On a day that marks 100 years since women got the right to vote here in the UK, it is worth being reminded that for many countries such results came much later. The Divine Order takes as its subject matter the suffrage movement in Switzerland, where women got the right to vote in 1971 – more than 50 years after the equivalent right had passed in the UK. Unlike Suffragette, this film takes a lighter, feel-good approach to the suffrage story.

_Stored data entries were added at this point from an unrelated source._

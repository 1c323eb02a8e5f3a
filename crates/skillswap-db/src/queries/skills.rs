use crate::Database;
use crate::models::SkillRow;
use crate::queries::OptionalExt;
use anyhow::Result;
use rusqlite::params;

const SKILL_COLUMNS: &str = "s.id, s.owner_id, u.username, s.title, s.description, s.category, \
     s.kind, s.tags, s.location, s.lat, s.lon, s.created_at, s.updated_at";

fn map_skill(row: &rusqlite::Row<'_>) -> rusqlite::Result<SkillRow> {
    Ok(SkillRow {
        id: row.get(0)?,
        owner_id: row.get(1)?,
        owner_username: row.get(2)?,
        title: row.get(3)?,
        description: row.get(4)?,
        category: row.get(5)?,
        kind: row.get(6)?,
        tags: row.get(7)?,
        location: row.get(8)?,
        lat: row.get(9)?,
        lon: row.get(10)?,
        created_at: row.get(11)?,
        updated_at: row.get(12)?,
    })
}

/// Optional filters for the skill listing. Geo filtering happens above the
/// DB layer, on the rows this returns.
#[derive(Default)]
pub struct SkillQuery<'a> {
    pub keyword: Option<&'a str>,
    pub category: Option<&'a str>,
    pub kind: Option<&'a str>,
    pub owner_id: Option<&'a str>,
    pub limit: u32,
}

impl Database {
    #[allow(clippy::too_many_arguments)]
    pub fn insert_skill(
        &self,
        id: &str,
        owner_id: &str,
        title: &str,
        description: &str,
        category: &str,
        kind: &str,
        tags_json: &str,
        location: Option<&str>,
        lat: Option<f64>,
        lon: Option<f64>,
    ) -> Result<()> {
        self.with_conn(|conn| {
            conn.execute(
                "INSERT INTO skills (id, owner_id, title, description, category, kind, tags, location, lat, lon)
                 VALUES (?1, ?2, ?3, ?4, ?5, ?6, ?7, ?8, ?9, ?10)",
                params![id, owner_id, title, description, category, kind, tags_json, location, lat, lon],
            )?;
            Ok(())
        })
    }

    #[allow(clippy::too_many_arguments)]
    pub fn update_skill(
        &self,
        id: &str,
        title: &str,
        description: &str,
        category: &str,
        tags_json: &str,
        location: Option<&str>,
        lat: Option<f64>,
        lon: Option<f64>,
    ) -> Result<()> {
        self.with_conn(|conn| {
            conn.execute(
                "UPDATE skills SET
                     title = ?2, description = ?3, category = ?4, tags = ?5,
                     location = ?6, lat = ?7, lon = ?8,
                     updated_at = datetime('now')
                 WHERE id = ?1",
                params![id, title, description, category, tags_json, location, lat, lon],
            )?;
            Ok(())
        })
    }

    pub fn delete_skill(&self, id: &str) -> Result<()> {
        self.with_conn(|conn| {
            conn.execute("DELETE FROM skills WHERE id = ?1", [id])?;
            Ok(())
        })
    }

    pub fn get_skill(&self, id: &str) -> Result<Option<SkillRow>> {
        self.with_conn(|conn| {
            let sql = format!(
                "SELECT {SKILL_COLUMNS} FROM skills s JOIN users u ON u.id = s.owner_id WHERE s.id = ?1"
            );
            let mut stmt = conn.prepare(&sql)?;
            let row = stmt.query_row([id], map_skill).optional()?;
            Ok(row)
        })
    }

    pub fn list_skills(&self, q: &SkillQuery<'_>) -> Result<Vec<SkillRow>> {
        self.with_conn(|conn| {
            let mut sql = format!(
                "SELECT {SKILL_COLUMNS} FROM skills s JOIN users u ON u.id = s.owner_id WHERE 1=1"
            );
            let mut owned: Vec<Box<dyn rusqlite::types::ToSql>> = Vec::new();

            if let Some(keyword) = q.keyword {
                sql.push_str(&format!(
                    " AND (s.title LIKE ?{0} OR s.description LIKE ?{0})",
                    owned.len() + 1
                ));
                owned.push(Box::new(format!("%{keyword}%")));
            }
            if let Some(category) = q.category {
                sql.push_str(&format!(" AND s.category = ?{}", owned.len() + 1));
                owned.push(Box::new(category.to_string()));
            }
            if let Some(kind) = q.kind {
                sql.push_str(&format!(" AND s.kind = ?{}", owned.len() + 1));
                owned.push(Box::new(kind.to_string()));
            }
            if let Some(owner_id) = q.owner_id {
                sql.push_str(&format!(" AND s.owner_id = ?{}", owned.len() + 1));
                owned.push(Box::new(owner_id.to_string()));
            }

            sql.push_str(&format!(
                " ORDER BY s.created_at DESC, s.rowid DESC LIMIT ?{}",
                owned.len() + 1
            ));
            owned.push(Box::new(q.limit));

            let mut stmt = conn.prepare(&sql)?;
            let param_refs: Vec<&dyn rusqlite::types::ToSql> =
                owned.iter().map(|p| p.as_ref()).collect();
            let rows = stmt
                .query_map(param_refs.as_slice(), map_skill)?
                .collect::<std::result::Result<Vec<_>, _>>()?;
            Ok(rows)
        })
    }

    /// Candidate pool for the matcher: every offer owned by someone else,
    /// in insertion order so the scoring sort stays stable.
    pub fn match_candidates(&self, requester_id: &str) -> Result<Vec<SkillRow>> {
        self.with_conn(|conn| {
            let sql = format!(
                "SELECT {SKILL_COLUMNS} FROM skills s JOIN users u ON u.id = s.owner_id
                 WHERE s.kind = 'offer' AND s.owner_id != ?1
                 ORDER BY s.rowid ASC"
            );
            let mut stmt = conn.prepare(&sql)?;
            let rows = stmt
                .query_map([requester_id], map_skill)?
                .collect::<std::result::Result<Vec<_>, _>>()?;
            Ok(rows)
        })
    }
}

The film catapults its protagonist Nora (played by Marie Leuenberger) from quiet and dutiful housewife to leader of the town’s suffragette movement, picking up various characters – including a feisty old widow and an Italian restaurant owner – along the way. Unafraid to add humour, the film is both amusing and inspiring. A reminder that the most powerful and significant political movements are often underscored by everyday, local and individual acts of rebellion

https://umich.kanopy.com/video/divine-order

https://www.youtube.com/results?search_query=the+divine+order
 

Shoulder to Shoulder (1974)
 

A ground-breaking BBC television series about the history of suffrage through key personalities – such as the Pankhursts.

It traumatized a generation with its graphic detail of the horrors of the forced feeding of hunger strikers in British prisons.

The Annie Kenney episode follows the career of the former mill girl who started work at the age of 10 and was the only working class woman to become a leader of the Votes for Women movement.